そもそも、一生犬を飼うことはないと思っていました。
というか、生活の中に犬という要素が入る隙間はないと思ってました。考えたこともなかったし。
それがなぜ保護犬を引き取ろうと思ったのか…
まず娘の話から始めます。
娘は演劇部です。
秋にあるコンクールで、今年は「殺処分ゼロ」をテーマにすることになりました。
シナリオも完全オリジナル、外部指導員の方に書いていただいて、娘たちは役作りのために保健所で行われていた譲渡会を集団で見学に行きました。
その劇には4匹の犬が出てきます。
・飼い主の死亡により保護された犬
・野良(現在収容されている、もとは捨て犬)
・おしりにハゲがあることによって捨てられた愛玩犬
・繁殖犬(傷あり、歩くこともできない)
そして、2人の人間が出てきます。
・預かり施設の代表
・新人のボランティアさん
新人ボランティアさんは入った当初にシャンプーをしてあげたこの4匹のことが忘れられず、ずっとかわいがって行きたいと思っています。
施設長は、保健所から犬を引き取ってきて引き取り先を探し、本当の家族を作ってあげるために奔走しています。
そして、この4匹の犬がガス室送りになる日が近づいてきました。
「どうしてあの4匹を助けられないんですか」とくって掛かるボランティアさんに、施設長は答えます。

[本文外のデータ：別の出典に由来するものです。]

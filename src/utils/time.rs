//! Time helpers shared across components. Components never call
//! `Utc::now()` directly so their output stays deterministic under
//! test; only the pipeline (the I/O boundary) reads the clock.

use chrono::{DateTime, NaiveDate, Utc};

/// Convert a delivery day-count (relative to `from`) into an absolute
/// date.
pub fn days_from(from: DateTime<Utc>, days: u32) -> NaiveDate {
    (from + chrono::Duration::days(days as i64)).date_naive()
}

/// Whole days between two dates, clamped to zero if `to` is not after
/// `from`.
pub fn days_between(from: NaiveDate, to: NaiveDate) -> u32 {
    (to - from).num_days().max(0) as u32
}
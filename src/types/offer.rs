//! Offer and accumulated-offer types.

use chrono::NaiveDate;
use serde::{Deserialize, Serialize};
use uuid::Uuid;

/// A field of an [`Offer`], used wherever the engine needs to talk about
/// "which fields are present" without resorting to strings.
#[derive(Debug, Clone, Copy, Serialize, Deserialize, PartialEq, Eq, Hash)]
pub enum OfferField {
    /// Total price for the whole order.
    TotalPrice,
    /// Canonical payment terms (e.g. "Net30").
    PaymentTerms,
    /// Absolute delivery date.
    DeliveryDate,
    /// Delivery expressed as a day count.
    DeliveryDays,
    /// Advance payment percentage.
    AdvancePaymentPercent,
    /// Warranty period in months.
    WarrantyMonths,
}

/// A structured counterparty proposal. Any field may be absent; the offer
/// parser never fabricates a value for a field it could not extract.
#[derive(Debug, Clone, Default, Serialize, Deserialize, PartialEq)]
pub struct Offer {
    /// Total price for the whole order (never a per-unit price).
    pub total_price: Option<f64>,
    /// Canonical payment terms, e.g. `"Net30"`, `"Net0"`.
    pub payment_terms: Option<String>,
    /// Absolute delivery date, if the vendor named one.
    pub delivery_date: Option<NaiveDate>,
    /// Delivery expressed as a relative day count.
    pub delivery_days: Option<u32>,
    /// Advance payment percentage, e.g. `20.0` for "20% advance".
    pub advance_payment_percent: Option<f64>,
    /// Warranty period in months.
    pub warranty_months: Option<u32>,
}

impl Offer {
    /// An offer with no fields set.
    pub fn empty() -> Self {
        Self::default()
    }

    /// Whether both a price and payment terms are present — the minimum
    /// bar for a "complete" offer per the accumulator's policy.
    pub fn has_price_and_terms(&self) -> bool {
        self.total_price.is_some() && self.payment_terms.is_some()
    }

    /// Which of the canonical fields are present on this offer.
    pub fn provided_fields(&self) -> Vec<OfferField> {
        let mut fields = Vec::new();
        if self.total_price.is_some() {
            fields.push(OfferField::TotalPrice);
        }
        if self.payment_terms.is_some() {
            fields.push(OfferField::PaymentTerms);
        }
        if self.delivery_date.is_some() {
            fields.push(OfferField::DeliveryDate);
        }
        if self.delivery_days.is_some() {
            fields.push(OfferField::DeliveryDays);
        }
        if self.advance_payment_percent.is_some() {
            fields.push(OfferField::AdvancePaymentPercent);
        }
        if self.warranty_months.is_some() {
            fields.push(OfferField::WarrantyMonths);
        }
        fields
    }

    /// Merge `other` onto `self`, with `other`'s present fields winning.
    /// Absent fields in `other` never clear a present field in `self`.
    pub fn merged_with(&self, other: &Offer) -> Offer {
        Offer {
            total_price: other.total_price.or(self.total_price),
            payment_terms: other.payment_terms.clone().or_else(|| self.payment_terms.clone()),
            delivery_date: other.delivery_date.or(self.delivery_date),
            delivery_days: other.delivery_days.or(self.delivery_days),
            advance_payment_percent: other
                .advance_payment_percent
                .or(self.advance_payment_percent),
            warranty_months: other.warranty_months.or(self.warranty_months),
        }
    }
}

/// An [`Offer`] plus the bookkeeping the accumulator needs: completeness,
/// which fields came from where, and which messages contributed.
#[derive(Debug, Clone, Serialize, Deserialize, PartialEq)]
pub struct AccumulatedOffer {
    /// The merged offer.
    pub offer: Offer,
    /// Whether the offer has at least price and terms.
    pub is_complete: bool,
    /// Fields present on [`Self::offer`].
    pub provided_fields: Vec<OfferField>,
    /// Fields still missing (complement of `provided_fields`, minus
    /// delivery which is always optional for completeness purposes).
    pub missing_fields: Vec<OfferField>,
    /// Messages that contributed to this accumulation, oldest first.
    pub source_message_ids: Vec<Uuid>,
}

impl AccumulatedOffer {
    /// An empty accumulation with no source messages.
    pub fn empty() -> Self {
        Self {
            offer: Offer::empty(),
            is_complete: false,
            provided_fields: Vec::new(),
            missing_fields: vec![OfferField::TotalPrice, OfferField::PaymentTerms],
            source_message_ids: Vec::new(),
        }
    }

    /// Fields still required before the offer can be evaluated.
    pub fn missing_fields(&self) -> &[OfferField] {
        &self.missing_fields
    }
}

#[cfg(test)]
mod tests {
    use super::*;

    #[test]
    fn test_has_price_and_terms() {
        let mut offer = Offer::empty();
        assert!(!offer.has_price_and_terms());
        offer.total_price = Some(1000.0);
        assert!(!offer.has_price_and_terms());
        offer.payment_terms = Some("Net30".to_string());
        assert!(offer.has_price_and_terms());
    }

    #[test]
    fn test_merge_newer_wins() {
        let prior = Offer {
            total_price: Some(1000.0),
            payment_terms: Some("Net30".to_string()),
            ..Offer::empty()
        };
        let newer = Offer {
            total_price: Some(950.0),
            ..Offer::empty()
        };
        let merged = prior.merged_with(&newer);
        assert_eq!(merged.total_price, Some(950.0));
        assert_eq!(merged.payment_terms, Some("Net30".to_string()));
    }

    #[test]
    fn test_provided_fields() {
        let offer = Offer {
            total_price: Some(1000.0),
            delivery_days: Some(30),
            ..Offer::empty()
        };
        let fields = offer.provided_fields();
        assert!(fields.contains(&OfferField::TotalPrice));
        assert!(fields.contains(&OfferField::DeliveryDays));
        assert!(!fields.contains(&OfferField::PaymentTerms));
    }
}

「私の仕事は1匹でも多くの子を引き取って、1匹でも多く救い出すこと。あの子たちに引き取り手は来ないわ。だから私は引き取らない。引き取り手が来そうな子を救い出して、1匹でも多くかわいそうな子を救うの」と。
どっちも犬のことを考えているのは同じです。
「私がずっと世話をします!」
「犬は長生きよ。引き取り手のない子を引き取れば、この施設は満杯になる。そうしたら、救えるかもしれない子だって引き取れなくなるのよ!」
この劇のために、保護犬というものを学ぶべく、演劇部は全員で譲渡会へ行ったのです。
娘の役は、施設長の役でした。犬を抱いて写真を撮るシーンのために、小型犬を抱かせていただいたそうです。
その小型犬が、今回引き取らせていただく子です。
劇は大成功でした。県大会の予選でしたが、この演劇部は県大会へ行くことはありませんでした。
なんと、講評でシナリオに物言いがついたのです。
「やりすぎだ」と。
私は、その劇を見ていて、よくぞこの劇に取り組ませてくれた!と先生に感謝しました。
中学生たちは練習を通してとても精神的に成長しました。
本気で「ペットの命」を考えたのではないかと思います。
そして娘が「保護犬を引き取りたい」と言い始めたのです。
犬は長生きすること。
保護犬はしつけをされていないこと。
精神的に不安定な子もいること。
病気を持っている子もいること。
責任持つってどういうことか。
本気で私たちはその犬に責任を持てるのか?
「とりあえず」はありません。
一度ひどい目にあっている犬だからこそ、うちで幸せに余生を送ってくれなくては困ります。
それには家族全員に犬の余生を引き受ける覚悟があってほしいと思いました。
数回家族会議を繰り返し、「飼おう」ということになりました。
そして、いろいろな条件に我が家が合致しているかを今度は考えていくことになります。